Essays in labour economics Sacchi de Carvalho, Marcelo

Abstract

This dissertation is composed of three essays in Labour Economics. The first two essays evaluate wage determination, while the third evaluates how production and labour demand decisions are related. Chapter 2 uses quasi-experimental variation to show that firm-specific positive demand shocks increase wages. It also uses unique variation to disentangle predictions coming from two non-competitive wage setting models, wage bargaining and wage posting (firms facing a positively-sloped labour supply curve). The results point towards the presence of bargaining, but do not let us rule out that wage posting is also present. Chapter 3 investigates how high-ability bosses affect the wages of other workers in the same firm, using an estimator adapted from the peer effects literature. The estimates show that in small town markets and in labour markets defined by knowledge-intensive skills, the estimated effect is negative and statistically significant, which suggests that in these markets high-ability bosses are the ones that are able to decrease wages.

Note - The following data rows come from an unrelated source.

//! Classification of manifest nodes.

use serde::Serialize;
use serde_yaml::{Mapping, Value};

/// What a node in `vendir.yml`/`vendir.lock.yml` describes.
///
/// Decided by which discriminating key a mapping carries, checked in the
/// order the variants are declared.
#[derive(Debug, Clone, Copy, PartialEq, Eq, Hash, Serialize)]
#[serde(rename_all = "camelCase")]
pub enum NodeKind {
    /// Groups child nodes under a shared path prefix
    Contents,
    Git,
    GithubRelease,
    Directory,
    Manual,
    /// None of the known keys was present
    Unsupported,
}

impl NodeKind {
    const DISCRIMINANTS: [(&'static str, NodeKind); 5] = [
        ("contents", NodeKind::Contents),
        ("git", NodeKind::Git),
        ("githubRelease", NodeKind::GithubRelease),
        ("directory", NodeKind::Directory),
        ("manual", NodeKind::Manual),
    ];

    /// Classify a mapping by key precedence.
    pub fn of(mapping: &Mapping) -> Self {
        Self::DISCRIMINANTS
            .iter()
            .find(|(key, _)| mapping.contains_key(*key))
            .map(|(_, kind)| *kind)
            .unwrap_or(NodeKind::Unsupported)
    }

    /// The manifest key for this kind (`unsupported` has none).
    pub fn as_str(&self) -> &'static str {
        match self {
            Self::Contents => "contents",
            Self::Git => "git",
            Self::GithubRelease => "githubRelease",
            Self::Directory => "directory",
            Self::Manual => "manual",
            Self::Unsupported => "unsupported",
        }
    }
}

impl std::fmt::Display for NodeKind {
    fn fmt(&self, f: &mut std::fmt::Formatter<'_>) -> std::fmt::Result {
        f.write_str(self.as_str())
    }
}

/// A classified view over one mapping of a parsed manifest.
#[derive(Debug, Clone, Copy)]
pub enum ManifestNode<'a> {
    /// A `contents` node and the children it groups.
    Contents {
        path: Option<&'a str>,
        children: &'a Value,
    },
    /// Any other node; only `git` and `githubRelease` carry updatable sources.
    Leaf {
        kind: NodeKind,
        path: Option<&'a str>,
        payload: &'a Mapping,
    },
}

impl<'a> ManifestNode<'a> {
    pub fn classify(mapping: &'a Mapping) -> Self {
        let path = path_segment(mapping);
        match (NodeKind::of(mapping), mapping.get("contents")) {
            (NodeKind::Contents, Some(children)) => ManifestNode::Contents { path, children },
            (kind, _) => ManifestNode::Leaf {
                kind,
                path,
                payload: mapping,
            },
        }
    }

    pub fn kind(&self) -> NodeKind {
        match self {
            Self::Contents { .. } => NodeKind::Contents,
            Self::Leaf { kind, .. } => *kind,
        }
    }
}

/// The node's own `path` value, if it is a string.
pub(crate) fn path_segment(mapping: &Mapping) -> Option<&str> {
    mapping.get("path").and_then(Value::as_str)
}

#[cfg(test)]
mod tests {
    use super::*;
    use rstest::rstest;

    fn mapping(yaml: &str) -> Mapping {
        serde_yaml::from_str(yaml).unwrap()
    }

    #[rstest]
    #[case("path: a\ncontents: []\ngit: {}", NodeKind::Contents)]
    #[case("path: a\ngit: {url: x}\ngithubRelease: {}", NodeKind::Git)]
    #[case("githubRelease: {slug: a/b}\nmanual: {}", NodeKind::GithubRelease)]
    #[case("directory: {path: ../x}", NodeKind::Directory)]
    #[case("manual: {}", NodeKind::Manual)]
    #[case("path: a\nhelmChart: {name: x}", NodeKind::Unsupported)]
    fn test_kind_precedence(#[case] yaml: &str, #[case] expected: NodeKind) {
        assert_eq!(NodeKind::of(&mapping(yaml)), expected);
    }

    #[test]
    fn test_classify_contents() {
        let map = mapping("path: vendor\ncontents:\n- path: a\n  git: {url: x}\n");
        match ManifestNode::classify(&map) {
            ManifestNode::Contents { path, children } => {
                assert_eq!(path, Some("vendor"));
                assert!(children.is_sequence());
            }
            other => panic!("expected contents node, got {other:?}"),
        }
    }

    #[test]
    fn test_classify_leaf_without_path() {
        let map = mapping("git: {url: x}");
        let node = ManifestNode::classify(&map);
        assert_eq!(node.kind(), NodeKind::Git);
        assert!(matches!(node, ManifestNode::Leaf { path: None, .. }));
    }
}
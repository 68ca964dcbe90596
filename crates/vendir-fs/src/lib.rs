//! Filesystem layer for the vendir dependency updater
//!
//! Provides logical file names, the file source collaborator used to read
//! `vendir.yml`/`vendir.lock.yml`, atomic writes and the error taxonomy
//! shared by every crate in the workspace.

pub mod config;
pub mod constants;
pub mod error;
pub mod io;
pub mod path;
pub mod source;

pub use config::ConfigStore;
pub use constants::{REQUIRED_FILES_MESSAGE, VendirFile};
pub use error::{Error, ErrorKind, Result};
pub use path::NormalizedPath;
pub use source::{
    DependencyFile, DirectorySource, FetchOptions, FileSource, LockRequirement, ManifestFiles,
    MemorySource, fetch_files,
};
//! Error types for vendir-sync

use vendir_fs::ErrorKind;

/// Result type for vendir-sync operations
pub type Result<T> = std::result::Result<T, Error>;

#[derive(Debug, thiserror::Error)]
pub enum Error {
    /// The sync tool hit a git failure, usually a host timeout.
    #[error("{message}")]
    NotResolvable { message: String },

    /// The sync tool rejected the manifest.
    #[error("{file}: {message}")]
    NotParseable { file: String, message: String },

    #[error("Failed to run `{program}`: {source}")]
    Spawn {
        program: String,
        #[source]
        source: std::io::Error,
    },

    #[error("No files changed")]
    NoFilesChanged,

    #[error("Filesystem error: {0}")]
    Fs(#[from] vendir_fs::Error),

    #[error(transparent)]
    Manifest(#[from] vendir_manifest::Error),

    #[error("I/O error: {0}")]
    Io(#[from] std::io::Error),
}

impl Error {
    pub fn kind(&self) -> ErrorKind {
        match self {
            Self::NotResolvable { .. } => ErrorKind::NotResolvable,
            Self::NotParseable { .. } => ErrorKind::NotParseable,
            Self::Spawn { .. } | Self::Io(_) => ErrorKind::Io,
            Self::NoFilesChanged => ErrorKind::Other,
            Self::Fs(e) => e.kind(),
            Self::Manifest(e) => e.kind(),
        }
    }

    /// Only transient sync failures are worth another attempt.
    pub fn is_retryable(&self) -> bool {
        self.kind() == ErrorKind::NotResolvable
    }
}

In the market for low-skilled service sector workers, instead, the effect is small and not statistically significant, which is consistent with this labour market being more competitive. Chapter 4 investigates how the composition of a firm’s revenue in terms of products relates to the composition of its payroll in terms of occupations. Firms that are more specialized in the product market are found to also be more specialized, and changes in revenue composition are accompanied by changes in payroll composition. It is also shown that, for firms whose revenue composition remains relatively unchanged, higher revenue growth is accompanied by larger changes in payroll composition.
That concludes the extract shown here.